To prove his point, he painstakingly analyzes one unproduced screenplay, Mad Dog of Europe, and the impact of and issues surrounding several released movies, including King Kong, Gabriel Over the White House, The Prizefighter and the Lady (1933), and The House of Rothschild (1934).

Independent producer Sam Jaffe wanted to film Herman Mankiewicz's play Mad Dog of Europe, which dramatized Nazi persecution of Jews. Mankiewicz was under contract to MGM, so Jaffe sought another writer to adapt the play. The story became so convoluted and improbable that no studio would film it. Undoubtedly, there was concern about offending the German government, but the absurd plot provided a ready excuse to reject the proposal.

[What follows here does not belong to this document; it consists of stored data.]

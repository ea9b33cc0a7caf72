//! Number-Theoretic Transform over an RNS basis.
//!
//! Implements Cooley-Tukey radix-2 NTT for negacyclic convolution over
//! Z_q[X]/(X^N + 1), one transform per residue modulus. Every modulus of the
//! basis must satisfy q ≡ 1 (mod 2N) so that a primitive 2N-th root of unity
//! exists.
//!
//! Values in the evaluation domain are kept in Montgomery form. Additions and
//! subtractions work on them unchanged, and multiplying an evaluation-domain
//! value by a plain scalar with [`ModQ::mul`](super::ModQ::mul) keeps it in
//! Montgomery form.
//!
//! # Example
//!
//! ```
//! use securesight::math::ntt::NttContext;
//!
//! let ctx = NttContext::new(16, 97);
//! let mut residue: Vec<u64> = (0..16).collect();
//! ctx.forward_residue(&mut residue, 0);
//! ctx.inverse_residue(&mut residue, 0);
//! assert_eq!(residue, (0..16).collect::<Vec<u64>>());
//! ```

use super::modular::ModQ;

/// Precomputed twiddle factors and Montgomery constants for a set of moduli.
///
/// Residue `idx` of a polynomial is transformed with the tables of
/// `moduli()[idx]`. Build once per parameter set and share.
#[derive(Clone)]
pub struct NttContext {
    /// Ring dimension (power of two).
    n: usize,
    moduli: Vec<u64>,
    /// -q^(-1) mod 2^64 per modulus.
    q_inv_neg: Vec<u64>,
    /// R^2 mod q per modulus, R = 2^64.
    r_squared: Vec<u64>,
    /// Forward twiddle factors (powers of ψ, bit-reversed order).
    psi_powers: Vec<Vec<u64>>,
    /// Inverse twiddle factors (powers of ψ^(-1), bit-reversed order).
    psi_inv_powers: Vec<Vec<u64>>,
    /// n^(-1) mod q in Montgomery form.
    n_inv: Vec<u64>,
}

impl NttContext {
    /// Creates a single-modulus context.
    pub fn new(n: usize, q: u64) -> Self {
        Self::with_moduli(n, &[q])
    }

    /// Creates a context for every modulus of an RNS basis.
    ///
    /// # Panics
    ///
    /// Panics if `n` is not a power of two, if `moduli` is empty, or if some
    /// modulus is not ≡ 1 (mod 2n). Parameter validation rejects such inputs
    /// before a context is ever built.
    pub fn with_moduli(n: usize, moduli: &[u64]) -> Self {
        assert!(n.is_power_of_two(), "n must be a power of two");
        assert!(!moduli.is_empty(), "moduli must be non-empty");

        let mut q_inv_neg = Vec::with_capacity(moduli.len());
        let mut r_squared = Vec::with_capacity(moduli.len());
        let mut psi_powers = Vec::with_capacity(moduli.len());
        let mut psi_inv_powers = Vec::with_capacity(moduli.len());
        let mut n_inv = Vec::with_capacity(moduli.len());

        for &q in moduli {
            assert!(q % (2 * n as u64) == 1, "q must be ≡ 1 (mod 2n)");

            let q_inv = Self::compute_q_inv_neg(q);
            let r2 = Self::compute_r_squared(q);

            let psi = Self::find_primitive_root(2 * n as u64, q);
            let psi_mont = Self::to_montgomery(psi, q, r2, q_inv);
            let psi_pow = Self::compute_twiddle_factors(n, psi_mont, q, q_inv, r2);

            let psi_inv = ModQ::pow(psi, q - 2, q);
            let psi_inv_mont = Self::to_montgomery(psi_inv, q, r2, q_inv);
            let psi_inv_pow = Self::compute_twiddle_factors(n, psi_inv_mont, q, q_inv, r2);

            let n_inv_val = ModQ::pow(n as u64, q - 2, q);

            q_inv_neg.push(q_inv);
            r_squared.push(r2);
            psi_powers.push(psi_pow);
            psi_inv_powers.push(psi_inv_pow);
            n_inv.push(Self::to_montgomery(n_inv_val, q, r2, q_inv));
        }

        Self {
            n,
            moduli: moduli.to_vec(),
            q_inv_neg,
            r_squared,
            psi_powers,
            psi_inv_powers,
            n_inv,
        }
    }

    /// Returns the ring dimension.
    pub fn dimension(&self) -> usize {
        self.n
    }

    /// Returns the moduli of the basis, in table order.
    pub fn moduli(&self) -> &[u64] {
        &self.moduli
    }

    /// Table index of modulus `q`, if it belongs to the basis.
    pub fn position(&self, q: u64) -> Option<usize> {
        self.moduli.iter().position(|&m| m == q)
    }

    /// Forward NTT of one residue: standard coefficients in, Montgomery
    /// evaluations out.
    ///
    /// # Panics
    ///
    /// Panics if `residue.len() != n`.
    pub fn forward_residue(&self, residue: &mut [u64], idx: usize) {
        assert_eq!(residue.len(), self.n, "residue length must equal n");
        let q = self.moduli[idx];
        for c in residue.iter_mut() {
            *c = Self::to_montgomery(*c, q, self.r_squared[idx], self.q_inv_neg[idx]);
        }
        self.forward_inplace_at(residue, idx);
    }

    /// Inverse NTT of one residue: Montgomery evaluations in, standard
    /// coefficients out.
    ///
    /// # Panics
    ///
    /// Panics if `residue.len() != n`.
    pub fn inverse_residue(&self, residue: &mut [u64], idx: usize) {
        assert_eq!(residue.len(), self.n, "residue length must equal n");
        self.inverse_inplace_at(residue, idx);
        for c in residue.iter_mut() {
            *c = self.montgomery_mul_at(*c, 1, idx);
        }
    }

    /// Pointwise product of two evaluation-domain residues.
    pub fn mul_residue(&self, a: &[u64], b: &[u64], out: &mut [u64], idx: usize) {
        assert_eq!(a.len(), self.n);
        assert_eq!(b.len(), self.n);
        assert_eq!(out.len(), self.n);
        for ((o, &x), &y) in out.iter_mut().zip(a).zip(b) {
            *o = self.montgomery_mul_at(x, y, idx);
        }
    }

    /// Fused `acc += a * b` over evaluation-domain residues.
    pub fn mul_acc_residue(&self, acc: &mut [u64], a: &[u64], b: &[u64], idx: usize) {
        assert_eq!(acc.len(), self.n);
        assert_eq!(a.len(), self.n);
        assert_eq!(b.len(), self.n);
        let q = self.moduli[idx];
        for ((o, &x), &y) in acc.iter_mut().zip(a).zip(b) {
            let prod = self.montgomery_mul_at(x, y, idx);
            let sum = *o + prod;
            *o = if sum >= q { sum - q } else { sum };
        }
    }

    /// Forward NTT over a flat buffer holding every residue of the basis.
    pub fn forward(&self, coeffs: &mut [u64]) {
        assert_eq!(
            coeffs.len(),
            self.n * self.moduli.len(),
            "input length must match dimension * moduli"
        );
        for (idx, chunk) in coeffs.chunks_mut(self.n).enumerate() {
            self.forward_residue(chunk, idx);
        }
    }

    /// Inverse NTT over a flat buffer holding every residue of the basis.
    pub fn inverse(&self, coeffs: &mut [u64]) {
        assert_eq!(
            coeffs.len(),
            self.n * self.moduli.len(),
            "input length must match dimension * moduli"
        );
        for (idx, chunk) in coeffs.chunks_mut(self.n).enumerate() {
            self.inverse_residue(chunk, idx);
        }
    }

    fn forward_inplace_at(&self, coeffs: &mut [u64], idx: usize) {
        let n = self.n;
        let q = self.moduli[idx];
        let psi_powers = &self.psi_powers[idx];

        let mut t = n;
        let mut m = 1;

        while m < n {
            t >>= 1;
            for i in 0..m {
                let j1 = 2 * i * t;
                let j2 = j1 + t;
                let w = psi_powers[m + i];

                for j in j1..j2 {
                    let u = coeffs[j];
                    let v = self.montgomery_mul_at(coeffs[j + t], w, idx);

                    coeffs[j] = if u + v >= q { u + v - q } else { u + v };
                    coeffs[j + t] = if u >= v { u - v } else { q - v + u };
                }
            }
            m <<= 1;
        }
    }

    fn inverse_inplace_at(&self, coeffs: &mut [u64], idx: usize) {
        let n = self.n;
        let q = self.moduli[idx];
        let psi_inv_powers = &self.psi_inv_powers[idx];

        let mut t = 1;
        let mut m = n;

        while m > 1 {
            m >>= 1;
            for i in 0..m {
                let j2 = i * 2 * t;
                let w = psi_inv_powers[m + i];

                for j in j2..(j2 + t) {
                    let u = coeffs[j];
                    let v = coeffs[j + t];

                    coeffs[j] = if u + v >= q { u + v - q } else { u + v };
                    let diff = if u >= v { u - v } else { q - v + u };
                    coeffs[j + t] = self.montgomery_mul_at(diff, w, idx);
                }
            }
            t <<= 1;
        }

        for c in coeffs.iter_mut() {
            *c = self.montgomery_mul_at(*c, self.n_inv[idx], idx);
        }
    }

    #[inline]
    fn montgomery_mul_at(&self, a: u64, b: u64, idx: usize) -> u64 {
        Self::montgomery_reduce(
            (a as u128) * (b as u128),
            self.moduli[idx],
            self.q_inv_neg[idx],
        )
    }

    #[inline]
    fn montgomery_reduce(ab: u128, q: u64, q_inv_neg: u64) -> u64 {
        let m = ((ab as u64).wrapping_mul(q_inv_neg)) as u128;
        let t = ((ab + m * (q as u128)) >> 64) as u64;
        if t >= q {
            t - q
        } else {
            t
        }
    }

    fn to_montgomery(a: u64, q: u64, r_squared: u64, q_inv_neg: u64) -> u64 {
        Self::montgomery_reduce((a as u128) * (r_squared as u128), q, q_inv_neg)
    }

    fn compute_q_inv_neg(q: u64) -> u64 {
        let mut y: u64 = 1;
        for i in 1..64 {
            let yi = y.wrapping_mul(q) & (1u64 << i);
            y |= yi;
        }
        y.wrapping_neg()
    }

    fn compute_r_squared(q: u64) -> u64 {
        let r_mod_q = (1u128 << 64) % (q as u128);
        ((r_mod_q * r_mod_q) % (q as u128)) as u64
    }

    /// Primitive `order`-th root of unity modulo prime q.
    fn find_primitive_root(order: u64, q: u64) -> u64 {
        let exp = (q - 1) / order;
        for g in 2..q {
            let candidate = ModQ::pow(g, exp, q);
            if ModQ::pow(candidate, order / 2, q) != 1 {
                return candidate;
            }
        }
        panic!("no primitive root of order {order} modulo {q}");
    }

    fn compute_twiddle_factors(
        n: usize,
        psi: u64,
        q: u64,
        q_inv_neg: u64,
        r_squared: u64,
    ) -> Vec<u64> {
        let mut factors = vec![0u64; n];
        let one = Self::to_montgomery(1, q, r_squared, q_inv_neg);
        if n > 1 {
            factors[1] = one;
        }

        for m in 1..n {
            if m.is_power_of_two() {
                let exp = n / (2 * m);
                let mut pow = one;
                for _ in 0..exp {
                    pow = Self::montgomery_reduce((pow as u128) * (psi as u128), q, q_inv_neg);
                }
                factors[m] = pow;
            } else {
                let prev_idx = m & (m - 1);
                let step_idx = m & (!m + 1);
                factors[m] = Self::montgomery_reduce(
                    (factors[prev_idx] as u128) * (factors[step_idx] as u128),
                    q,
                    q_inv_neg,
                );
            }
        }

        factors
    }
}

impl std::fmt::Debug for NttContext {
    fn fmt(&self, f: &mut std::fmt::Formatter<'_>) -> std::fmt::Result {
        f.debug_struct("NttContext")
            .field("n", &self.n)
            .field("moduli", &self.moduli)
            .finish()
    }
}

Urwand concedes that the Jewish studio executives, like many immigrants or first-generation Americans, strongly wanted to assimilate into the dominant Protestant European culture. He also acknowledges the existence of widespread anti-Semitic sentiments that blamed Jews for the Great Depression. Yet following American boxer Max Baer's victory over Germany's Max Schmeling, MGM's Louis B. Mayer cast the triumphant, Jewish American pugilist in The Prizefighter and the Lady. The movie didn't hide Baer's character's Jewishness, and showed him in romantic situations with gentile women. It initially did well in Germany, but the dubbed version fell afoul of the censors, who felt that portraying a Jew having intimate relationships with non-Jewish women was offensive to the population. Baer had also criticized Hitler, which made him suspect, although Schmeling denied that Baer made those derogatory comments. The movie was subsequently withdrawn from circulation.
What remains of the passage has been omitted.